As shown in Table 3, the evaluation indicators were used to obtain by different models to detect objects only on the small smoke dataset in the early fire stage. As shown in Table 3, yolov4 performs poorly overall on unique dataset. Although the original model of YOLO V5s also has a good detection effect on the detection of small smoke in dataset, better results were obtained on the small smoke data set in the early stage of the fire, and the four evaluation indicators all reached more than 83%. Therefore, the proposed model to detect small and thin smoke has achieved an ideal result.
Table 3. Results on the small and thin smoke dataset in the early fire stage.

4.5. The Result of the Detection Experiment on the Non-Smoke Dataset

Table 4 shows that different models have been used to detect non-smoke pictures in the test dataset. The table shows that different object detection models, whether the proposed model or other models, detect non-smoke pictures well.
Table 4. Results on the non-smoke dataset.

4.6. Detection Speed and Parameter Results

In order to evaluate whether the detection speed of the algorithm reaches real-time detection, the average detection speed of different methods on the test set was tested, and the test results are shown in Table 5. From the table, SSD [38] has the fastest detection speed on test set, reaching 75.38 detections per second. The proposed model is not the fastest among the comparison models due to network changes, and its detection speed is slightly slower than the original model. However, it also detected 69 pictures per second, which is far beyond the frame rate of everyday HD cameras. Furthermore, the parameter of original YOLO v5s is the smallest of them all. However, there is a conclusion that though the improved model’s parameter is not the smallest, the parameter of the attention mechanism and CARAFE upsampling algorithm is small.
Table 5. Result of detecting speed of smoke picture and parameter of models.

4.7. Image Example of a Model Detection Result

Figure 8 shows the effect of the proposed model and different contrasting models in smoke detection. In order to ensure fairness, the detection effects of the same image in each category in the dataset for comparison were selected. From the result, the proposed model has better detection performance.
Figure 8. Detection results. (a,d) The detection result of smoke; (b,e) the detection result of small and thin smoke; (c,f) The detection result of non-smoke.

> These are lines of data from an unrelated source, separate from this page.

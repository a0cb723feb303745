//! Shared data-model types for the ingestion pipeline.

use chrono::{DateTime, Utc};
use serde::{Deserialize, Serialize};
use std::collections::HashMap;

#[derive(Debug, Clone, Copy, PartialEq, Eq, Serialize, Deserialize)]
#[serde(rename_all = "snake_case")]
pub enum RawFileStatus {
    Ingested,
    Processing,
    Processed,
    Failed,
    Deleted,
}

#[derive(Debug, Clone, Copy, PartialEq, Eq, Serialize, Deserialize)]
#[serde(rename_all = "snake_case")]
pub enum PipelineRunStatus {
    Queued,
    Running,
    Succeeded,
    Failed,
    ReadyWithWarnings,
    FailedPolicy,
}

#[derive(Debug, Clone, Copy, PartialEq, Eq, Serialize, Deserialize)]
#[serde(rename_all = "snake_case")]
pub enum ArtifactStatus {
    Active,
    Archived,
    Deleted,
    Purged,
}

#[derive(Debug, Clone, Copy, PartialEq, Eq, Serialize, Deserialize)]
#[serde(rename_all = "snake_case")]
pub enum ArtifactType {
    Jsonl,
    Json,
    Csv,
    Pdf,
    Vector,
    Text,
    Binary,
}

#[derive(Debug, Clone, Copy, PartialEq, Eq, Serialize, Deserialize)]
#[serde(rename_all = "snake_case")]
pub enum RetentionPolicy {
    KeepForever,
    Days30,
    Days90,
    Days365,
    DeleteOnPromote,
    OnFailureKeep90,
}

#[derive(Debug, Clone, Copy, PartialEq, Eq, Serialize, Deserialize)]
#[serde(rename_all = "snake_case")]
pub enum AclAccessType {
    Full,
    Index,
    Document,
    Field,
}

/// One line of processed JSONL emitted by the preprocess stage.
#[derive(Debug, Clone, Serialize, Deserialize, PartialEq)]
pub struct ProcessedRecord {
    pub chunk_id: String,
    pub text: String,
    #[serde(default = "default_section")]
    pub section: String,
    pub document_id: String,
    pub token_est: u32,
    #[serde(default)]
    pub page: Option<u32>,
    #[serde(default)]
    pub field_name: Option<String>,
    #[serde(default)]
    pub tags: Vec<String>,
    #[serde(default)]
    pub source: Option<String>,
    #[serde(default)]
    pub audience: Option<String>,
    #[serde(default)]
    pub timestamp: Option<DateTime<Utc>>,
}

fn default_section() -> String {
    "general".to_string()
}

/// One entry of metrics.json.
#[derive(Debug, Clone, Serialize, Deserialize, PartialEq)]
pub struct MetricRecord {
    pub file: String,
    pub chunk_id: String,
    pub section: String,
    #[serde(rename = "AI_Trust_Score")]
    pub ai_trust_score: f64,
    #[serde(rename = "Completeness")]
    pub completeness: f64,
    #[serde(rename = "Quality")]
    pub quality: f64,
    #[serde(rename = "Secure")]
    pub secure: f64,
    #[serde(rename = "Metadata_Presence")]
    pub metadata_presence: f64,
    #[serde(rename = "KnowledgeBase_Ready")]
    pub knowledge_base_ready: f64,
    #[serde(default)]
    pub token_est: Option<u32>,
}

/// Aggregate, multi-dimensional quality vector of a (product, version).
#[derive(Debug, Clone, Default, Serialize, Deserialize, PartialEq)]
pub struct Fingerprint {
    #[serde(rename = "AI_Trust_Score")]
    pub ai_trust_score: f64,
    #[serde(rename = "Completeness")]
    pub completeness: f64,
    #[serde(rename = "Quality")]
    pub quality: f64,
    #[serde(rename = "Secure")]
    pub secure: f64,
    #[serde(rename = "Metadata_Presence")]
    pub metadata_presence: f64,
    #[serde(rename = "KnowledgeBase_Ready")]
    pub knowledge_base_ready: f64,
    #[serde(rename = "Chunk_Boundary_Quality", skip_serializing_if = "Option::is_none")]
    pub chunk_boundary_quality: Option<f64>,
    #[serde(rename = "Embedding_Dimension_Consistency", skip_serializing_if = "Option::is_none")]
    pub embedding_dimension_consistency: Option<f64>,
    #[serde(rename = "Embedding_Success_Rate", skip_serializing_if = "Option::is_none")]
    pub embedding_success_rate: Option<f64>,
    #[serde(rename = "Vector_Quality_Score", skip_serializing_if = "Option::is_none")]
    pub vector_quality_score: Option<f64>,
    #[serde(rename = "Embedding_Model_Health", skip_serializing_if = "Option::is_none")]
    pub embedding_model_health: Option<f64>,
    #[serde(rename = "Semantic_Search_Readiness", skip_serializing_if = "Option::is_none")]
    pub semantic_search_readiness: Option<f64>,
    #[serde(rename = "Retrieval_Recall_At_K", skip_serializing_if = "Option::is_none")]
    pub retrieval_recall_at_k: Option<f64>,
    #[serde(rename = "Average_Precision_At_K", skip_serializing_if = "Option::is_none")]
    pub average_precision_at_k: Option<f64>,
}

impl Fingerprint {
    pub fn is_empty(&self) -> bool {
        *self == Fingerprint::default()
    }
}

#[derive(Debug, Clone, Copy, PartialEq, Eq, Serialize, Deserialize)]
#[serde(rename_all = "snake_case")]
pub enum PolicyStatus {
    Passed,
    Failed,
    Warnings,
}

#[derive(Debug, Clone, Serialize, Deserialize, PartialEq)]
pub struct PolicyResult {
    pub status: PolicyStatus,
    pub policy_passed: bool,
    pub violations: Vec<String>,
    pub warnings: Vec<String>,
    pub thresholds: PolicyThresholds,
}

#[derive(Debug, Clone, Copy, Serialize, Deserialize, PartialEq)]
pub struct PolicyThresholds {
    pub min_trust_score: f64,
    pub min_secure: f64,
    pub min_metadata_presence: f64,
    pub min_kb_ready: f64,
}

impl Default for PolicyThresholds {
    fn default() -> Self {
        Self {
            min_trust_score: 50.0,
            min_secure: 90.0,
            min_metadata_presence: 80.0,
            min_kb_ready: 50.0,
        }
    }
}

#[derive(Debug, Clone, Serialize, Deserialize)]
pub struct PipelineRun {
    pub id: String,
    pub workspace: String,
    pub product: String,
    pub version: u32,
    pub status: PipelineRunStatus,
    pub started_at: DateTime<Utc>,
    pub finished_at: Option<DateTime<Utc>>,
    pub dag_run_id: Option<String>,
    #[serde(default)]
    pub metrics: PipelineRunMetrics,
}

#[derive(Debug, Clone, Default, Serialize, Deserialize)]
pub struct PipelineRunMetrics {
    pub aird_stages: HashMap<String, serde_json::Value>,
    pub aird_stages_completed: Vec<String>,
    #[serde(flatten)]
    pub extra: HashMap<String, serde_json::Value>,
}

#[derive(Debug, Clone, Serialize, Deserialize)]
pub struct ArtifactRef {
    pub artifact_id: String,
    pub stage: String,
    pub name: String,
}

#[derive(Debug, Clone, Serialize, Deserialize)]
pub struct PipelineArtifact {
    pub id: String,
    pub run_id: String,
    pub workspace: String,
    pub product: String,
    pub version: u32,
    pub stage_name: String,
    pub artifact_type: ArtifactType,
    pub artifact_name: String,
    pub bucket: String,
    pub key: String,
    pub size: u64,
    pub checksum: String,
    #[serde(default)]
    pub input_artifacts: Vec<ArtifactRef>,
    #[serde(default)]
    pub artifact_metadata: HashMap<String, serde_json::Value>,
    pub status: ArtifactStatus,
    pub retention: RetentionPolicy,
    pub created_at: DateTime<Utc>,
    pub deleted_at: Option<DateTime<Utc>>,
}

/// A single vector-store point. Payload is the sole metadata store.
#[derive(Debug, Clone, Serialize, Deserialize)]
pub struct VectorPoint {
    pub id: u64,
    pub vector: Vec<f32>,
    pub payload: VectorPayload,
}

#[derive(Debug, Clone, Serialize, Deserialize)]
pub struct VectorPayload {
    pub chunk_id: String,
    pub filename: String,
    pub source_file: String,
    pub document_id: String,
    #[serde(skip_serializing_if = "Option::is_none")]
    pub page: Option<u32>,
    #[serde(skip_serializing_if = "Option::is_none")]
    pub page_number: Option<u32>,
    pub section: String,
    #[serde(skip_serializing_if = "Option::is_none")]
    pub field_name: Option<String>,
    pub score: f64,
    pub text: String,
    pub text_length: usize,
    pub product_id: String,
    pub version: u32,
    pub collection_id: String,
    pub created_at: DateTime<Utc>,
    #[serde(skip_serializing_if = "Option::is_none")]
    pub doc_scope: Option<String>,
    #[serde(skip_serializing_if = "Option::is_none")]
    pub field_scope: Option<String>,
    #[serde(default)]
    pub tags: Vec<String>,
    pub token_est: u32,
}

#[derive(Debug, Clone, Serialize, Deserialize)]
pub struct Acl {
    pub user_id: String,
    pub product_id: String,
    pub access_type: AclAccessType,
    pub index_scope: Option<String>,
    pub doc_scope: Option<String>,
    pub field_scope: Option<String>,
}

#[derive(Debug, Clone, Copy, Serialize, Deserialize, PartialEq)]
#[serde(rename_all = "snake_case")]
pub enum ChunkingMode {
    Auto,
    Manual,
}

#[derive(Debug, Clone, Copy, Serialize, Deserialize, PartialEq)]
#[serde(rename_all = "snake_case")]
pub enum OptimizationMode {
    Pattern,
    Hybrid,
    Llm,
}

#[derive(Debug, Clone, Serialize, Deserialize)]
pub struct EmbeddingConfig {
    pub model_name: String,
    pub dimension: u32,
}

4.8. Comparative Experiment of CARAFE

In this subsection, the improved upsampling CARAFE method is only used to compare it with existing object detection models, such as SSD, Retinanet, Efficientdet-2, YOLO v4, and YOLO 5s, based on created smoke dataset.
The experimental results of the improved upsampling are shown in Table 6. CARAFE, with a detection effect of 92.52% for precision, 90.74% for recall, 91.60 for F1-Score, and 91.83% for AP0.5, achieved the best results among all comparison models. Moreover, all the upsampling in the feature fusion network with the CARAFE module was replaced. After replacing the original upsampling in the YOLO v5s feature fusion network with the improved upsampling CARAFE, the detection effect was more than 0.5% lower than the effect of replacing only one upsampling. The improved upsampling CARAFE can increase the receptive field of the smoke feature fusion network and adapt to the content information of specific smoke in real-time. There is a conclusion that if CARAFE modules replace both upsampling, the weights of the front and rear feature fusion networks will be disordered, which is not better for smoke detection.
Table 6. Comparison of carafe experiment.

4.9. Comparison of Attention Mechanism Ablation Experiments

In this subsection, the proposed method using only the attention mechanism models is compared with existing object detection, such as SSD, RetinaNet, Efficientdet-D2, YOLO v4, and YOLO 5s, based on the self-created smoke dataset. The quantitative results of the Note module are shown in Table 7. From the table, when only using the channel attention module that removes the spatial attention model, the detection effect is not optimal or lower than the index of Recall and AP0.5 of the original model. However, when the spatial attention mechanism was added, the model’s precision was 93.20%, the recall was 89.1%, F1-Score was 92.10, and AP0.5 was 91.83%, achieving the best results among all comparison models. The proposed channel attention emphasizes the feature channel representing the smoke and gives it a higher weight. After channel attention, the color of the channel representing the smoke becomes red, while the color of the background channel becomes smoke area. The model can thus focus on the smoke in the detection task, thereby improving the detection efficiency of small smoke.
Table 7. Comparison of attention mechanism ablation experiment.
In Figure 9, heatmaps of different small smoke in self-created dataset are compared. The column in (a) represents the original image, the column in (b) represents the heatmap without attention mechanism added, and the column in (c) represents the heatmap with attention added. Considering the situation, after adding attention, the focus on small smoke will be closer to the source of the smoke. This effect is consistent with the expectation that more attention will lead to the accelerated discovery of the source of the smoke in the early stage of the fire to prevent the fire from spreading.
Figure 9. Heatmaps of the attention mechanism. (a) are different original images of small and thin smoke; (b) are the detections of (a) with no attention; (c) are the detections of (a) with our attention mechanism. After adding attention, the focus on small smoke will be closer to the source of the smoke.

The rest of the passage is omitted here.